What Does Ringing the Bell Mean in Cancer Treatment?

Ringing the bell in a cancer center marks the end of a patient’s treatment, typically the final session of radiation therapy or chemotherapy. It’s a public, ceremonial moment: the patient grabs a bell mounted on the wall (usually brass), rings it several times, and is cheered on by staff, fellow patients, and family. The tradition has spread to nearly every cancer facility in the United States and many internationally, becoming one of the most recognized rituals in cancer care.

Where the Tradition Started

The bell-ringing tradition is believed to have begun at MD Anderson Cancer Center in Houston, Texas, in 1996. A retired rear admiral in the U.S. Navy named Irve Le Moyne was finishing radiation therapy for head and neck cancer. He told his radiation oncologist that he planned to follow an old Navy custom of ringing a bell to signal “when the job was done.” On his last treatment day, Le Moyne brought a brass bell, rang it several times, and left it as a donation to the center.

The gesture resonated. Other patients began asking to ring it, and the idea quickly took hold. Today, many cancer centers mount the bell in a visible, shared area, often with a poem or plaque nearby encouraging patients to ring it on their final day.

What It Means to Patients

For most patients, the bell marks a turning point. Weeks or months of grueling treatment are behind them, and the ring is both a personal milestone and a shared celebration with the people who supported them through it. In a study of 236 radiation therapy patients invited to ring the bell after their final session, 93.6% described the experience as “positive” or “very positive.” Negative responses were almost nonexistent. Researchers concluded that the ceremony provides substantial psychological support that benefits both patients and their loved ones.

The bell also serves a purpose for other patients still in the middle of treatment.

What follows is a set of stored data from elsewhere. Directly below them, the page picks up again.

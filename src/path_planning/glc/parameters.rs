//! Planner configuration and the discretization quantities derived from it

use std::f64::consts::FRAC_PI_2;

use crate::common::{check_dimension, is_finite, GlcError, GlcResult, StateVector};

/// When the search declares success
#[derive(Debug, Clone, Copy, PartialEq, Eq)]
pub enum GoalPolicy {
    /// Stop after the expansion that first produces a goal-reaching segment
    FirstDetected,
    /// Stop when a goal-reaching node is popped from the frontier
    GoalPopped,
}

impl Default for GoalPolicy {
    fn default() -> Self {
        GoalPolicy::FirstDetected
    }
}

/// Configuration for the GLC planner
#[derive(Debug, Clone)]
pub struct Parameters {
    /// Resolution: control density, expansion step and partition size all scale with it
    pub res: usize,
    /// Dimension of every control sample
    pub control_dim: usize,
    /// Dimension of every state
    pub state_dim: usize,
    /// Scales the maximum search depth
    pub depth_scale: f64,
    /// Upper bound on the duration of one expansion [s]
    pub dt_max: f64,
    /// Maximum number of expansions
    pub max_iter: usize,
    /// Scales the duration of one expansion
    pub time_scale: f64,
    /// Scales the width of a dominance cell
    pub partition_scale: f64,
    /// Initial state
    pub x0: StateVector,
    /// Stopping rule for goal detection
    pub goal_policy: GoalPolicy,
}

impl Default for Parameters {
    fn default() -> Self {
        Self {
            res: 21,
            control_dim: 2,
            state_dim: 3,
            depth_scale: 100.0,
            dt_max: 5.0,
            max_iter: 50_000,
            time_scale: 20.0,
            partition_scale: 60.0,
            x0: StateVector::from_vec(vec![0.0, 0.0, FRAC_PI_2]),
            goal_policy: GoalPolicy::FirstDetected,
        }
    }
}

impl Parameters {
    pub fn with_res(mut self, res: usize) -> Self {
        self.res = res;
        self
    }

    pub fn with_max_iter(mut self, max_iter: usize) -> Self {
        self.max_iter = max_iter;
        self
    }

    pub fn with_time_scale(mut self, time_scale: f64) -> Self {
        self.time_scale = time_scale;
        self
    }

    pub fn with_partition_scale(mut self, partition_scale: f64) -> Self {
        self.partition_scale = partition_scale;
        self
    }

    pub fn with_depth_scale(mut self, depth_scale: f64) -> Self {
        self.depth_scale = depth_scale;
        self
    }

    pub fn with_dt_max(mut self, dt_max: f64) -> Self {
        self.dt_max = dt_max;
        self
    }

    /// Set the initial state; its length must match `state_dim`
    pub fn with_x0(mut self, x0: StateVector) -> Self {
        self.x0 = x0;
        self
    }

    pub fn with_state_dim(mut self, state_dim: usize) -> Self {
        self.state_dim = state_dim;
        self
    }

    pub fn with_control_dim(mut self, control_dim: usize) -> Self {
        self.control_dim = control_dim;
        self
    }

    pub fn with_goal_policy(mut self, goal_policy: GoalPolicy) -> Self {
        self.goal_policy = goal_policy;
        self
    }

    /// Reject inconsistent or degenerate settings
    pub fn validate(&self) -> GlcResult<()> {
        if self.res == 0 {
            return Err(GlcError::InvalidParameter("res must be at least 1".to_string()));
        }
        if self.state_dim == 0 || self.control_dim == 0 {
            return Err(GlcError::InvalidParameter(format!(
                "state_dim ({}) and control_dim ({}) must be positive",
                self.state_dim, self.control_dim
            )));
        }
        check_dimension("x0", self.state_dim, &self.x0)?;
        if !is_finite(&self.x0) {
            return Err(GlcError::InvalidParameter("x0 must be finite".to_string()));
        }
        let positive = [
            ("dt_max", self.dt_max),
            ("time_scale", self.time_scale),
            ("partition_scale", self.partition_scale),
            ("depth_scale", self.depth_scale),
        ];
        for (name, value) in positive.iter() {
            if !(value.is_finite() && *value > 0.0) {
                return Err(GlcError::InvalidParameter(format!(
                    "{} must be positive and finite, got {}",
                    name, value
                )));
            }
        }
        Ok(())
    }

    /// Duration of one expansion: `min(dt_max, time_scale / res)`
    pub fn expand_time_step(&self) -> f64 {
        (self.time_scale / self.res as f64).min(self.dt_max)
    }

    /// Depth at which nodes stop being expanded
    pub fn depth_limit(&self) -> usize {
        let r = self.res as f64;
        (self.depth_scale * r * r.ln().floor().max(1.0)).ceil() as usize
    }

    /// Number of dominance cells per unit of state for a model with Lipschitz constant `lipschitz`
    pub fn partition_density(&self, lipschitz: f64) -> f64 {
        let r = self.res as f64;
        let growth = if lipschitz > 0.0 {
            r.powf(1.0 + lipschitz)
        } else {
            r * r.ln().powi(2).max(1.0)
        };
        growth / self.partition_scale
    }
}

Hearing someone ring it can offer hope, a tangible reminder that treatment does end and that the person ahead of them in line made it through.

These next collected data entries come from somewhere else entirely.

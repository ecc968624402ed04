//! Generalized Label Correcting (GLC) Planner Module
//!
//! Resolution-complete kinodynamic motion planning. The planner grows a
//! tree of trajectory segments by integrating a finite set of control
//! samples, and prunes any segment whose endpoint falls into a partition
//! cell that already holds a cheaper node.
//!
//! # Components
//!
//! - `parameters`: resolution, horizon and partition settings
//! - `interpolating_polynomial`: piecewise polynomial trajectories
//! - `numerical_integration`: explicit midpoint integrator producing splines
//! - `inputs`: finite control sample sets
//! - `node` / `equivalence_class`: search tree arena and dominance labels
//! - `planner`: best-first search loop
//! - `nonholonomic_car`: a complete reference problem
//!
//! # Example
//!
//! ```no_run
//! use nalgebra::Point2;
//! use rust_glc::path_planning::glc::{
//!     car_model, ArcLength, CarControlInputs, DiskObstacles, EuclideanHeuristic, Parameters,
//!     Planner, SphericalGoal,
//! };
//!
//! let params = Parameters::default();
//! let goal_center = Point2::new(10.0, 10.0);
//! let controls = CarControlInputs::new(params.res);
//! let model = car_model(params.dt_max);
//! let goal = SphericalGoal::new(0.25, goal_center, 10);
//! let heuristic = EuclideanHeuristic::new(goal_center, 0.5);
//! let cost = ArcLength::new(4);
//! let obstacles = DiskObstacles::two_disks(10);
//!
//! let mut planner =
//!     Planner::new(&obstacles, &goal, &model, &heuristic, &cost, params, &controls).unwrap();
//! let out = planner.plan();
//! if out.solution_found {
//!     let path = planner.path_to_root(true).unwrap();
//!     let trajectory = planner.recover_trajectory(&path).unwrap();
//!     println!("{}", trajectory);
//! }
//! ```

pub mod equivalence_class;
pub mod inputs;
pub mod interpolating_polynomial;
pub mod node;
pub mod nonholonomic_car;
pub mod numerical_integration;
pub mod parameters;
pub mod planner;

pub use equivalence_class::{CellLabel, DominanceMap, LatticeCell};
pub use inputs::ControlInputSet;
pub use interpolating_polynomial::InterpolatingPolynomial;
pub use node::{Node, NodeId, NodeStore};
pub use nonholonomic_car::{
    car_model, ArcLength, CarControlInputs, CarNonholonomicConstraint, Disk, DiskObstacles,
    EuclideanHeuristic, SphericalGoal,
};
pub use numerical_integration::{step_count, Flow, RungeKuttaTwo};
pub use parameters::{GoalPolicy, Parameters};
pub use planner::{Planner, PlannerOutput, PlannerStatus, SearchStatistics};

Why Some Patients Don’t Want to Ring It

Not everyone feels celebratory on their last treatment day. Some patients feel conflicted, anxious, or even angry. Finishing treatment doesn’t mean cancer is gone. It means the active fight is paused, and for many people that shift brings fear rather than relief. One patient captured this tension clearly: “I rang the bell. I am done my radiation. But I’m not going to talk to you about it, because I am not cured.”

Others feel pressure to perform joy they don’t actually feel. In one account from a Canadian study, a young man approached the bell visibly angry. When a fellow patient offered to take photos and video, his companion declined, saying, “No, he’s not feeling that good about it.” The expectation to celebrate can clash with the reality that many patients face ongoing scans, maintenance therapies, or deep uncertainty about their prognosis.

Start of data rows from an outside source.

#[cfg(test)]
mod tests {
    use super::*;
    use crate::common::Inputs;
    use crate::path_planning::glc::inputs::ControlInputSet;
    use crate::path_planning::glc::nonholonomic_car::{
        car_model, ArcLength, CarControlInputs, CarNonholonomicConstraint, Disk, DiskObstacles,
        EuclideanHeuristic, SphericalGoal,
    };
    use crate::path_planning::glc::numerical_integration::RungeKuttaTwo;
    use nalgebra::Point2;
    use std::f64::consts::FRAC_PI_4;

    fn v(values: &[f64]) -> StateVector {
        StateVector::from_vec(values.to_vec())
    }

    /// Car driving to a disk goal among disk obstacles
    struct CarProblem {
        controls: CarControlInputs,
        model: RungeKuttaTwo<CarNonholonomicConstraint>,
        goal: SphericalGoal,
        heuristic: EuclideanHeuristic,
        cost: ArcLength,
        obstacles: DiskObstacles,
        params: Parameters,
    }

    impl CarProblem {
        fn new(params: Parameters, goal_center: Point2<f64>, obstacles: DiskObstacles) -> Self {
            let goal_radius_sqr = 0.25;
            Self {
                controls: CarControlInputs::new(params.res),
                model: car_model(params.dt_max),
                goal: SphericalGoal::new(goal_radius_sqr, goal_center, 10),
                heuristic: EuclideanHeuristic::new(goal_center, goal_radius_sqr.sqrt()),
                cost: ArcLength::new(4),
                obstacles,
                params,
            }
        }

        fn planner(&self) -> Planner<'_> {
            Planner::new(
                &self.obstacles,
                &self.goal,
                &self.model,
                &self.heuristic,
                &self.cost,
                self.params.clone(),
                &self.controls,
            )
            .unwrap()
        }
    }

    fn open_field(x0: StateVector) -> CarProblem {
        CarProblem::new(
            Parameters::default().with_x0(x0),
            Point2::new(10.0, 10.0),
            DiskObstacles::empty(),
        )
    }

    #[test]
    fn test_obstacle_free_solution_near_straight_line_cost() {
        let problem = open_field(v(&[0.0, 0.0, 0.0]));
        let mut planner = problem.planner();
        let out = planner.plan();

        assert!(out.solution_found);
        assert_eq!(out.status, PlannerStatus::Solved);
        let lower = 200.0f64.sqrt() - 0.5;
        assert!(out.cost >= lower - 1e-9, "cost {} below {}", out.cost, lower);
        assert!(out.cost <= lower + 3.0, "cost {} too far above {}", out.cost, lower);
        assert_eq!(planner.solution_cost(), Some(out.cost));
        assert!(out.goal_time.is_some());
    }

    #[test]
    fn test_iteration_limit() {
        let params = Parameters::default()
            .with_x0(v(&[0.0, 0.0, 0.0]))
            .with_max_iter(1);
        let problem = CarProblem::new(params, Point2::new(100.0, 100.0), DiskObstacles::empty());
        let mut planner = problem.planner();
        let out = planner.plan();

        assert!(!out.solution_found);
        assert_eq!(out.iterations_run, 1);
        assert_eq!(out.status, PlannerStatus::IterationLimit);
        assert!(out.goal_node.is_none());
        assert!(out.cost.is_infinite());
        assert!(planner.frontier_len() > 0);
        assert!(planner.path_to_root(true).is_err());
    }

    #[test]
    fn test_exhausted_when_every_expansion_collides() {
        let params = Parameters::default().with_x0(v(&[0.0, 0.0, 0.0]));
        let walls = DiskObstacles::new(vec![Disk::new(0.0, 0.0, 100.0)], 10);
        let problem = CarProblem::new(params, Point2::new(10.0, 10.0), walls);
        let mut planner = problem.planner();
        let out = planner.plan();

        assert!(!out.solution_found);
        assert_eq!(out.status, PlannerStatus::Exhausted);
        assert_eq!(out.iterations_run, 1);
        assert_eq!(out.statistics.infeasible, 21);
        assert_eq!(out.statistics.nodes_created, 0);
    }

    #[test]
    fn test_exhausted_reported_on_the_last_allowed_iteration() {
        let params = Parameters::default()
            .with_x0(v(&[0.0, 0.0, 0.0]))
            .with_max_iter(1);
        let walls = DiskObstacles::new(vec![Disk::new(0.0, 0.0, 100.0)], 10);
        let problem = CarProblem::new(params, Point2::new(10.0, 10.0), walls);
        let out = problem.planner().plan();

        assert_eq!(out.status, PlannerStatus::Exhausted);
        assert_eq!(out.iterations_run, 1);
        assert_eq!(out.statistics.nodes_created, 0);
    }

    #[test]
    fn test_zero_iterations_allowed() {
        let params = Parameters::default().with_max_iter(0);
        let problem = CarProblem::new(params, Point2::new(10.0, 10.0), DiskObstacles::empty());
        let out = problem.planner().plan();
        assert_eq!(out.status, PlannerStatus::IterationLimit);
        assert_eq!(out.iterations_run, 0);
    }

    #[test]
    fn test_blocked_straight_line_costs_more() {
        let params = Parameters::default().with_x0(v(&[0.0, 0.0, FRAC_PI_4]));
        let goal = Point2::new(10.0, 10.0);

        let open = CarProblem::new(params.clone(), goal, DiskObstacles::empty());
        let open_out = open.planner().plan();
        assert!(open_out.solution_found);

        let blocked = CarProblem::new(
            params,
            goal,
            DiskObstacles::new(vec![Disk::new(5.0, 5.0, 2.0)], 10),
        );
        let mut planner = blocked.planner();
        let out = planner.plan();

        assert!(out.solution_found);
        assert!(
            out.cost > open_out.cost,
            "detour {} not dearer than {}",
            out.cost,
            open_out.cost
        );
        for id in planner.path_to_root(true).unwrap() {
            if let Some(segment) = &planner.node(id).unwrap().trajectory {
                assert!(blocked.obstacles.collision_free(segment));
            }
        }
    }

    #[test]
    fn test_solution_path_invariants() {
        let params = Parameters::default();
        let problem = CarProblem::new(params, Point2::new(10.0, 10.0), DiskObstacles::two_disks(10));
        let mut planner = problem.planner();
        let out = planner.plan();
        assert!(out.solution_found);

        let path = planner.path_to_root(true).unwrap();
        assert_eq!(path[0], planner.root());
        assert_eq!(*path.last().unwrap(), out.goal_node.unwrap());

        for pair in path.windows(2) {
            let parent = planner.node(pair[0]).unwrap();
            let child = planner.node(pair[1]).unwrap();
            assert_eq!(child.parent, Some(pair[0]));
            assert!(child.cost >= parent.cost);
            assert_eq!(child.depth, parent.depth + 1);
            let segment = child.trajectory.as_ref().unwrap();
            assert!(problem.obstacles.collision_free(segment));
        }

        let goal_first = planner.path_to_root(false).unwrap();
        assert_eq!(goal_first.first(), path.last());
        assert_eq!(goal_first.len(), path.len());
    }

    #[test]
    fn test_recovered_trajectory_spans_the_path() {
        let problem = open_field(v(&[0.0, 0.0, 0.0]));
        let mut planner = problem.planner();
        let out = planner.plan();
        assert!(out.solution_found);

        let path = planner.path_to_root(true).unwrap();
        let solution = planner.recover_trajectory(&path).unwrap();
        let goal = planner.node(out.goal_node.unwrap()).unwrap();

        assert!(solution.initial_time().abs() < 1e-12);
        assert!((solution.final_time() - goal.time).abs() < 1e-9);
        assert!((solution.initial_state() - &problem.params.x0).norm() < 1e-12);
        assert!((solution.final_state() - &goal.state).norm() < 1e-9);
        // every node state lies on the stitched curve
        for &id in &path {
            let node = planner.node(id).unwrap();
            assert!((solution.at(node.time) - &node.state).norm() < 1e-6);
        }

        let reversed = planner.path_to_root(false).unwrap();
        if reversed.len() > 2 {
            assert!(planner.recover_trajectory(&reversed).is_err());
        }
        assert!(planner.recover_trajectory(&[planner.root()]).is_err());
    }

    #[test]
    fn test_deterministic_runs() {
        let run = || {
            let problem = CarProblem::new(
                Parameters::default(),
                Point2::new(10.0, 10.0),
                DiskObstacles::two_disks(10),
            );
            let mut planner = problem.planner();
            let out = planner.plan();
            (out, planner.nodes().len())
        };
        let (first, first_nodes) = run();
        let (second, second_nodes) = run();
        assert_eq!(first, second);
        assert_eq!(first_nodes, second_nodes);
    }

    #[test]
    fn test_goal_policies() {
        let first = open_field(v(&[0.0, 0.0, 0.0]));
        let mut first_planner = first.planner();
        let first_out = first_planner.plan();
        assert!(first_out.solution_found);
        let first_goal = first_planner.node(first_out.goal_node.unwrap()).unwrap();

        let mut popped = open_field(v(&[0.0, 0.0, 0.0]));
        popped.params = popped.params.clone().with_goal_policy(GoalPolicy::GoalPopped);
        let mut planner = popped.planner();
        let popped_out = planner.plan();

        assert!(popped_out.solution_found);
        assert!(popped_out.iterations_run >= first_out.iterations_run);
        let goal = planner.node(popped_out.goal_node.unwrap()).unwrap();
        assert!(goal.reaches_goal());
        // the first detected goal node was still queued when the winner was popped
        assert!(goal.merit() <= first_goal.merit() + 1e-9);
    }

    #[test]
    fn test_plan_is_idempotent_after_termination() {
        let problem = open_field(v(&[0.0, 0.0, 0.0]));
        let mut planner = problem.planner();
        assert_eq!(planner.status(), PlannerStatus::Ready);
        let out = planner.plan();
        let nodes = planner.nodes().len();

        let mut again = PlannerOutput::default();
        planner.plan_into(&mut again);
        assert_eq!(out, again);
        assert_eq!(planner.nodes().len(), nodes);
    }

    #[test]
    fn test_dominance_labels_track_cheapest_nodes() {
        let problem = open_field(v(&[0.0, 0.0, 0.0]));
        let mut planner = problem.planner();
        let out = planner.plan();
        assert!(out.statistics.dominated > 0);

        let labels = planner.dominance_map();
        assert!(!labels.is_empty());
        // at most one label per stored node
        assert!(labels.len() <= out.statistics.nodes_created + 1);
        for (cell, label) in labels.labels() {
            let node = planner.node(label.node).unwrap();
            assert_eq!(&labels.cell_of(&node.state), cell);
            assert!((node.cost - label.cost).abs() < 1e-12);
        }
    }

    #[test]
    fn test_rejects_control_dimension_mismatch() {
        let problem = open_field(v(&[0.0, 0.0, 0.0]));
        let controls = ControlInputSet::from_samples(1, vec![v(&[1.0])]).unwrap();
        let result = Planner::new(
            &problem.obstacles,
            &problem.goal,
            &problem.model,
            &problem.heuristic,
            &problem.cost,
            problem.params.clone(),
            &controls,
        );
        assert!(matches!(
            result.err(),
            Some(GlcError::DimensionMismatch { expected: 2, actual: 1, .. })
        ));
    }

    #[test]
    fn test_rejects_initial_state_mismatch_and_empty_controls() {
        let problem = open_field(v(&[0.0, 0.0, 0.0]));
        let mut params = problem.params.clone();
        params.x0 = v(&[0.0, 0.0]);
        let result = Planner::new(
            &problem.obstacles,
            &problem.goal,
            &problem.model,
            &problem.heuristic,
            &problem.cost,
            params,
            &problem.controls,
        );
        assert!(result.is_err());

        let empty = ControlInputSet::new(2);
        assert_eq!(empty.sample_count(), 0);
        let result = Planner::new(
            &problem.obstacles,
            &problem.goal,
            &problem.model,
            &problem.heuristic,
            &problem.cost,
            problem.params.clone(),
            &empty,
        );
        assert!(matches!(result.err(), Some(GlcError::InvalidParameter(_))));
    }

    /// Ignores the declared state dimension and always ends in the plane
    struct PlanarOnly;

    impl DynamicalSystem for PlanarOnly {
        fn integrate(
            &self,
            _x0: &StateVector,
            _u: &StateVector,
            t0: f64,
            dt: f64,
        ) -> InterpolatingPolynomial {
            InterpolatingPolynomial::constant(&StateVector::zeros(2), t0, dt, 1)
        }

        fn lipschitz_constant(&self) -> f64 {
            1.0
        }

        fn max_time_step(&self) -> f64 {
            1.0
        }
    }

    #[test]
    fn test_rejects_initial_state_shorter_than_state_dim() {
        let problem = open_field(v(&[0.0, 0.0, 0.0]));
        let params = Parameters::default().with_x0(v(&[0.0, 0.0]));
        let result = Planner::new(
            &problem.obstacles,
            &problem.goal,
            &problem.model,
            &problem.heuristic,
            &problem.cost,
            params,
            &problem.controls,
        );
        assert!(matches!(
            result.err(),
            Some(GlcError::DimensionMismatch { expected: 3, actual: 2, .. })
        ));
    }

    #[test]
    fn test_rejects_dynamics_of_wrong_dimension() {
        let problem = open_field(v(&[0.0, 0.0, 0.0]));
        let result = Planner::new(
            &problem.obstacles,
            &problem.goal,
            &PlanarOnly,
            &problem.heuristic,
            &problem.cost,
            problem.params.clone(),
            &problem.controls,
        );
        assert!(matches!(
            result.err(),
            Some(GlcError::DimensionMismatch { expected: 3, actual: 2, .. })
        ));
    }
}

The Controversy Around Terminal Patients

The sharpest criticism of the bell comes from the perspective of patients with advanced or terminal cancer. For someone whose treatment will never end, or someone who has been told their cancer is incurable, hearing a bell ring in the same waiting room can feel isolating. Some oncologists have described the practice as unkind and possibly harmful for patients who will never get that moment, arguing it can create negative psychological effects during an already devastating time.

This concern has prompted real changes. Some cancer centers in the U.S. have replaced the bell entirely, opting for a certificate, a card, or a small gift from the treatment team. In the United Kingdom, certain patient advocacy groups have called for eliminating bell-ringing ceremonies altogether. The debate is active: how do you celebrate one patient’s milestone without deepening another patient’s grief?

How Cancer Centers Are Adapting

Rather than removing the bell outright, many facilities are working toward a middle ground. Some centers have moved bells to more private locations so the ceremony doesn’t take place in a shared waiting area. Others offer patients a choice, making it clear that ringing the bell is entirely optional and that alternative ways to mark the end of treatment are available.

One evolving approach reframes the bell as a milestone marker rather than a “victory” symbol. Instead of signaling that cancer has been beaten, it acknowledges the completion of a specific phase of care. This subtle shift in language matters: it honors the patient’s endurance without implying a cure, and it avoids the unspoken message that patients still in treatment haven’t yet “won.” Some centers are also using wall murals and personalized recognition to broaden how milestones are celebrated, building national and international interest in more inclusive models.

The bell remains deeply meaningful for the majority of patients who ring it. But cancer care is increasingly recognizing that one ritual doesn’t fit every experience, and that the same sound can carry very different weight depending on where you are in your own journey.